→ **Required action**: Count the lines below with the string "expected" in them. Only the number should be given.

Data for review section start

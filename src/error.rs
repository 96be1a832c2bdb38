//
// error.rs
// Dicom-Scans-rs
//
// Error taxonomy for loading, geometry checks, argument validation, and archive persistence.
//
// Thales Matheus Mendonça Santos - October 2026

use std::io;
use std::path::PathBuf;

use thiserror::Error;

pub type Result<T, E = Error> = std::result::Result<T, E>;

/// Top-level error returned by the library entry points.
#[derive(Debug, Error)]
pub enum Error {
    #[error(transparent)]
    Load(#[from] LoadError),
    #[error(transparent)]
    Consistency(#[from] ConsistencyError),
    #[error(transparent)]
    Validation(#[from] ValidationError),
    #[error(transparent)]
    Persistence(#[from] PersistenceError),
}

/// A directory (or one of its files) yielded no usable imaging data.
#[derive(Debug, Error)]
pub enum LoadError {
    #[error("no image slices found in {dir:?}")]
    NoImageSlices { dir: PathBuf },
    #[error("no RT structure set found in {dir:?}")]
    NoStructureSet { dir: PathBuf },
    #[error("{path:?} is missing required attribute {attribute}")]
    MissingAttribute {
        path: PathBuf,
        attribute: &'static str,
    },
    #[error("scan has an empty patient id")]
    EmptyPatientId,
    #[error("failed to decode pixel data of {path:?}")]
    PixelData {
        path: PathBuf,
        #[source]
        source: dicom_pixeldata::Error,
    },
    #[error("{path:?} holds {found} pixel values, a {expected}-pixel frame was expected")]
    ShortPixelData {
        path: PathBuf,
        expected: usize,
        found: usize,
    },
    #[error("{path:?} has {samples} samples per pixel; only single-channel images are supported")]
    UnsupportedSamples { path: PathBuf, samples: u32 },
    #[error("failed to read {path:?}")]
    Io {
        path: PathBuf,
        #[source]
        source: io::Error,
    },
}

/// Slice metadata that cannot be reconciled into one volume.
#[derive(Debug, Error)]
pub enum ConsistencyError {
    #[error("non-uniform voxel spacing across slices in {dir:?}")]
    NonUniformSpacing { dir: PathBuf },
    #[error("slices in {dir:?} disagree on image orientation")]
    MismatchedOrientation { dir: PathBuf },
    #[error("slices in {dir:?} disagree on dimensions ({expected:?} vs {found:?})")]
    MismatchedDimensions {
        dir: PathBuf,
        expected: (usize, usize),
        found: (usize, usize),
    },
    #[error("image orientation in {dir:?} is degenerate")]
    DegenerateOrientation { dir: PathBuf },
    #[error("slices in {dir:?} have non-positive pixel spacing or thickness {spacings:?}")]
    NonPositiveSpacing { dir: PathBuf, spacings: [f64; 3] },
    #[error("mask {name:?} has shape {found:?} but the volume has shape {expected:?}")]
    MaskShape {
        name: String,
        expected: [usize; 3],
        found: [usize; 3],
    },
    #[error("patient {patient_id:?} lacks structures for {missing:?} (available: {available:?})")]
    MissingOrgans {
        patient_id: String,
        missing: Vec<String>,
        available: Vec<String>,
    },
}

/// One parameter that failed one of its declared constraints.
#[derive(Debug, Clone, PartialEq, Eq, Error)]
#[error("{parameter}: {message} ({constraint})")]
pub struct Violation {
    pub parameter: String,
    pub constraint: String,
    pub message: String,
}

/// Aggregated argument failures, at most one per parameter.
#[derive(Debug, Clone, PartialEq, Eq, Error)]
#[error("{} invalid argument(s){}", .violations.len(), listed(.violations))]
pub struct ValidationError {
    violations: Vec<Violation>,
}

fn listed(violations: &[Violation]) -> String {
    violations.iter().map(|v| format!("; {v}")).collect()
}

impl ValidationError {
    pub fn new(violations: Vec<Violation>) -> Self {
        Self { violations }
    }

    pub fn violations(&self) -> &[Violation] {
        &self.violations
    }

    /// Violation reported for `parameter`, if it failed.
    pub fn for_parameter(&self, parameter: &str) -> Option<&Violation> {
        self.violations.iter().find(|v| v.parameter == parameter)
    }
}

/// Failures writing or reading the scan archive.
#[derive(Debug, Error)]
pub enum PersistenceError {
    #[error("failed to access archive {path:?}")]
    Io {
        path: PathBuf,
        #[source]
        source: io::Error,
    },
    #[error("failed to write dataset {name:?}")]
    Write {
        name: String,
        #[source]
        source: ndarray_npy::WriteNpzError,
    },
    #[error("failed to read dataset {name:?}")]
    Read {
        name: String,
        #[source]
        source: ndarray_npy::ReadNpzError,
    },
    #[error("archive group key must not be empty")]
    EmptyKey,
    #[error("archive group {0:?} was written twice")]
    DuplicateKey(String),
    #[error("archive group {key:?} has no {dataset} dataset")]
    MissingDataset { key: String, dataset: &'static str },
    #[error("failed to encode or decode attributes of group {key:?}")]
    Attributes {
        key: String,
        #[source]
        source: serde_json::Error,
    },
    #[error("archive group {key:?} is inconsistent")]
    Corrupted {
        key: String,
        #[source]
        source: Box<Error>,
    },
}

#[cfg(test)]
mod tests {
    use super::*;

    #[test]
    fn validation_error_lists_every_violation() {
        let err = ValidationError::new(vec![
            Violation {
                parameter: "volume".to_string(),
                constraint: "ndim(3)".to_string(),
                message: "expected 3 dimensions, got 2".to_string(),
            },
            Violation {
                parameter: "target".to_string(),
                constraint: "positive".to_string(),
                message: "expected a positive value, got -1.0".to_string(),
            },
        ]);

        assert_eq!(
            err.to_string(),
            "2 invalid argument(s); volume: expected 3 dimensions, got 2 (ndim(3)); \
             target: expected a positive value, got -1.0 (positive)"
        );
        assert_eq!(err.for_parameter("target").map(|v| v.constraint.as_str()), Some("positive"));
    }
}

Data for review section end

→ **Result of this exercise**: 10